O Bloco fez uma campanha arriscada porque quis desmontar a mentira. Foi elogiado: a proposta de auditoria e renegociação da dívida impôs-se como centro da nossa campanha, ganhou credibilidade em sectores mais informados e vai ser a política da esquerda nos tempos difíceis que aí estão. Mas essa proposta está ainda longe de ter (e não era possível consegui-lo nas poucas semanas da campanha) a força necessária para ser mobilizadora na sociedade. Está a começar o seu caminho e será cada vez mais importante, porque é a que pode defender a população da bancarrota contra os salários e as pensões.

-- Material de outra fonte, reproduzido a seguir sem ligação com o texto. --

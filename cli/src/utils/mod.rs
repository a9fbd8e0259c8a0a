pub mod date;
pub mod logger;
pub mod sma;

pub use date::*;
pub use logger::*;
pub use sma::*;
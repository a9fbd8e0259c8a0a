use serde::{Deserialize, Serialize};
use std::fmt;

/// Normalized ticker symbol (trimmed, upper-cased, never empty)
#[derive(Debug, Clone, PartialEq, Eq, Hash, Serialize, Deserialize)]
#[serde(transparent)]
pub struct Ticker(String);

impl Ticker {
    /// Normalize raw user input; returns `None` when nothing is left after trimming
    pub fn parse(raw: &str) -> Option<Self> {
        let trimmed = raw.trim();
        if trimmed.is_empty() {
            None
        } else {
            Some(Self(trimmed.to_uppercase()))
        }
    }

    pub fn as_str(&self) -> &str {
        &self.0
    }
}

impl fmt::Display for Ticker {
    fn fmt(&self, f: &mut fmt::Formatter<'_>) -> fmt::Result {
        f.write_str(&self.0)
    }
}

impl AsRef<str> for Ticker {
    fn as_ref(&self) -> &str {
        &self.0
    }
}

#[cfg(test)]
mod tests {
    use super::*;

    #[test]
    fn test_parse_uppercases_and_trims() {
        assert_eq!(Ticker::parse("  aapl ").unwrap().as_str(), "AAPL");
        assert_eq!(Ticker::parse("brk-b").unwrap().to_string(), "BRK-B");
    }

    #[test]
    fn test_parse_rejects_blank() {
        assert!(Ticker::parse("").is_none());
        assert!(Ticker::parse("   ").is_none());
    }
}
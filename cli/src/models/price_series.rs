use super::Ticker;
use chrono::NaiveDate;
use serde::{Deserialize, Serialize};
use thiserror::Error;
use tracing::warn;

/// One trading day of OHLCV data
#[derive(Debug, Clone, PartialEq, Serialize, Deserialize)]
pub struct PriceBar {
    pub date: NaiveDate,
    pub open: f64,
    pub high: f64,
    pub low: f64,
    pub close: f64,
    pub volume: u64,
}

impl PriceBar {
    pub fn new(date: NaiveDate, open: f64, high: f64, low: f64, close: f64, volume: u64) -> Self {
        Self {
            date,
            open,
            high,
            low,
            close,
            volume,
        }
    }

    /// Prices are positive and finite, and high/low bound open and close
    pub fn is_valid(&self) -> bool {
        let prices = [self.open, self.high, self.low, self.close];
        prices.iter().all(|p| p.is_finite() && *p > 0.0)
            && self.high >= self.open.max(self.close).max(self.low)
            && self.low <= self.open.min(self.close).min(self.high)
    }

    /// Close at or above open (drawn as an increasing candle)
    pub fn is_rising(&self) -> bool {
        self.close >= self.open
    }
}

#[derive(Debug, Error, PartialEq)]
pub enum SeriesError {
    #[error("bar dated {date} is not after the previous bar dated {previous}")]
    OutOfOrder { previous: NaiveDate, date: NaiveDate },
    #[error("bar dated {date} violates OHLC bounds")]
    InvalidBar { date: NaiveDate },
}

/// Daily bars for one ticker, strictly ascending by date.
///
/// The constructors are the only way in, so every `PriceSeries` holds unique,
/// ordered, well-formed bars. An empty series is valid: it is what a provider
/// returns for an unknown ticker or a range without trading days.
#[derive(Debug, Clone, PartialEq, Serialize)]
pub struct PriceSeries {
    ticker: Ticker,
    bars: Vec<PriceBar>,
}

impl PriceSeries {
    pub fn empty(ticker: Ticker) -> Self {
        Self {
            ticker,
            bars: Vec::new(),
        }
    }

    /// Build from bars that must already be ordered and valid
    pub fn try_new(ticker: Ticker, bars: Vec<PriceBar>) -> Result<Self, SeriesError> {
        for (i, bar) in bars.iter().enumerate() {
            if !bar.is_valid() {
                return Err(SeriesError::InvalidBar { date: bar.date });
            }
            if i > 0 && bars[i - 1].date >= bar.date {
                return Err(SeriesError::OutOfOrder {
                    previous: bars[i - 1].date,
                    date: bar.date,
                });
            }
        }
        Ok(Self { ticker, bars })
    }

    /// Build from provider rows: drops malformed bars, sorts by date and keeps
    /// the last bar seen for a repeated date
    pub fn from_unordered(ticker: Ticker, bars: Vec<PriceBar>) -> Self {
        let total = bars.len();
        let mut valid: Vec<PriceBar> = bars.into_iter().filter(PriceBar::is_valid).collect();
        if valid.len() < total {
            warn!(
                ticker = %ticker,
                dropped = total - valid.len(),
                "Dropped bars violating OHLC bounds"
            );
        }

        valid.sort_by_key(|bar| bar.date);

        let mut deduped: Vec<PriceBar> = Vec::with_capacity(valid.len());
        for bar in valid {
            match deduped.last_mut() {
                Some(last) if last.date == bar.date => *last = bar,
                _ => deduped.push(bar),
            }
        }

        Self {
            ticker,
            bars: deduped,
        }
    }

    pub fn ticker(&self) -> &Ticker {
        &self.ticker
    }

    pub fn bars(&self) -> &[PriceBar] {
        &self.bars
    }

    pub fn len(&self) -> usize {
        self.bars.len()
    }

    pub fn is_empty(&self) -> bool {
        self.bars.is_empty()
    }

    pub fn closes(&self) -> Vec<f64> {
        self.bars.iter().map(|bar| bar.close).collect()
    }

    pub fn first_date(&self) -> Option<NaiveDate> {
        self.bars.first().map(|bar| bar.date)
    }

    pub fn last_date(&self) -> Option<NaiveDate> {
        self.bars.last().map(|bar| bar.date)
    }
}
use super::Ticker;
use crate::error::DashboardError;
use chrono::{Duration, NaiveDate};
use serde::{Deserialize, Deserializer, Serialize};

pub const DEFAULT_LOOKBACK_DAYS: i64 = 30;
pub const DEFAULT_TICKER: &str = "AAPL";

/// Raw user input for one dashboard run. Every field is optional.
#[derive(Debug, Clone, Default, PartialEq, Serialize, Deserialize)]
pub struct DashboardQuery {
    #[serde(default)]
    pub ticker: Option<String>,
    #[serde(default, deserialize_with = "empty_as_none")]
    pub start: Option<NaiveDate>,
    #[serde(default, deserialize_with = "empty_as_none")]
    pub end: Option<NaiveDate>,
}

/// Inputs after defaults and normalization, ready for the fetcher
#[derive(Debug, Clone, PartialEq, Eq, Serialize)]
pub struct ResolvedRequest {
    pub ticker: Ticker,
    pub start: NaiveDate,
    pub end: NaiveDate,
}

impl DashboardQuery {
    pub fn new(ticker: Option<String>, start: Option<NaiveDate>, end: Option<NaiveDate>) -> Self {
        Self { ticker, start, end }
    }

    /// Apply defaults and normalize the ticker.
    ///
    /// A missing ticker falls back to `default_ticker`; a blank one is
    /// rejected. `start > end` is passed through as-is.
    pub fn resolve(self, today: NaiveDate, default_ticker: &str) -> Result<ResolvedRequest, DashboardError> {
        let raw_ticker = self.ticker.as_deref().unwrap_or(default_ticker);
        let ticker = Ticker::parse(raw_ticker).ok_or(DashboardError::EmptyTicker)?;

        Ok(ResolvedRequest {
            ticker,
            start: self.start.unwrap_or(today - Duration::days(DEFAULT_LOOKBACK_DAYS)),
            end: self.end.unwrap_or(today),
        })
    }
}

impl ResolvedRequest {
    pub fn is_inverted(&self) -> bool {
        self.start > self.end
    }
}

// HTML date inputs submit "" when left blank
fn empty_as_none<'de, D>(deserializer: D) -> Result<Option<NaiveDate>, D::Error>
where
    D: Deserializer<'de>,
{
    let raw: Option<String> = Option::deserialize(deserializer)?;
    match raw.as_deref().map(str::trim) {
        None | Some("") => Ok(None),
        Some(value) => NaiveDate::parse_from_str(value, "%Y-%m-%d")
            .map(Some)
            .map_err(serde::de::Error::custom),
    }
}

Neste quadro de fundo, é claro que houve opções controversas e que desagradaram a alguns dos eleitores de 2009 que optaram agora por outras paragens. Como escreveu o Pedro Filipe Soares, o curso da candidatura de Manuel Alegre expôs os riscos de uma opção necessária (não havia outro candidato para enfrentar Cavaco Silva numa segunda volta), e muitos dos que premiaram em 2009 a abertura do Bloco a convergências contra a política liberal, castigaram-no depois, quando Sócrates se veio colar a uma candidatura que tinha de ser autonóma. A moção de censura a José Sócrates quando se previa a escalada da austeridade foi coerente com opções semelhantes feitas pelo Bloco no passado, mas surgiu para muita gente, pela forma da sua apresentação e pelos acontecimentos posteriores, como mera manobra tática. A recusa em simular negociações com o FMI foi talvez o mais grave incidente de percurso do Bloco nos últimos meses, como refere o José Gusmão nesta opinião que partilho. Em algumas destas motivos, houve quem encontrasse justificação para deslocar o seu voto para os partidos da troika. Mas nenhum destes incidentes se sobrepõe à dinâmica de fundo, uma enorme viragem popular à direita, de acordo com o que se passa em toda a Europa e ao ritmo da chantagem da intervenção externa.

Os próximos tempos são portanto um teste à fibra de um partido anti-capitalista cuja força é a capacidade de se abrir às esquerdas e aos movimentos que se exprimem na sociedade. Nos próximos dias, os bloquistas vão encontram-se por todo o país, reuniões locais e assembleias de balanço eleitoral e debate da intervenção futura. A Mesa Nacional, eleita há um mês, reúne-se pela primeira vez dentro de uma semana. Tem um mandato político claro, aprovado na Convenção:

O Bloco rejeita todas as ilusões acerca de uma aliança com “outro PS” que não existe.

O centro da actuação do Bloco é a luta pelos serviços públicos e contra a política da bancarrota. É nesse terreno que se podem procurar alianças e alternativas para a política socialista.

Em toda a sua actividade, o Bloco procurou a convergência com sectores políticos comprometidos com posições anti-liberais. O nosso apoio à candidatura de Manuel Alegre obedeceu a esta política unitária, que rompe com tradições sectárias. Continuamos a precisar da mesma cultura unitária de diálogo, movimento e luta em todas as convergências contra as políticas recessivas.

O Bloco tem limitações organizativas e políticas: a representatividade local das concelhias é desigual, a intervenção na juventude está longe de ocupar o espaço da influência do Bloco, a nossa acção é ainda insuficiente nos movimentos sociais e a criação de uma nova cultura de ideias mobilizadoras à esquerda está no seu início – apesar de ser decisiva para o sucesso ou o insucesso do projecto socialista protagonizado pelo Bloco.

Quem vencer esta meta, que diga se a linha é recta. (José Afonso)

Sobre o/a autor(a)

Dirigente do Bloco de Esquerda. Jornalista.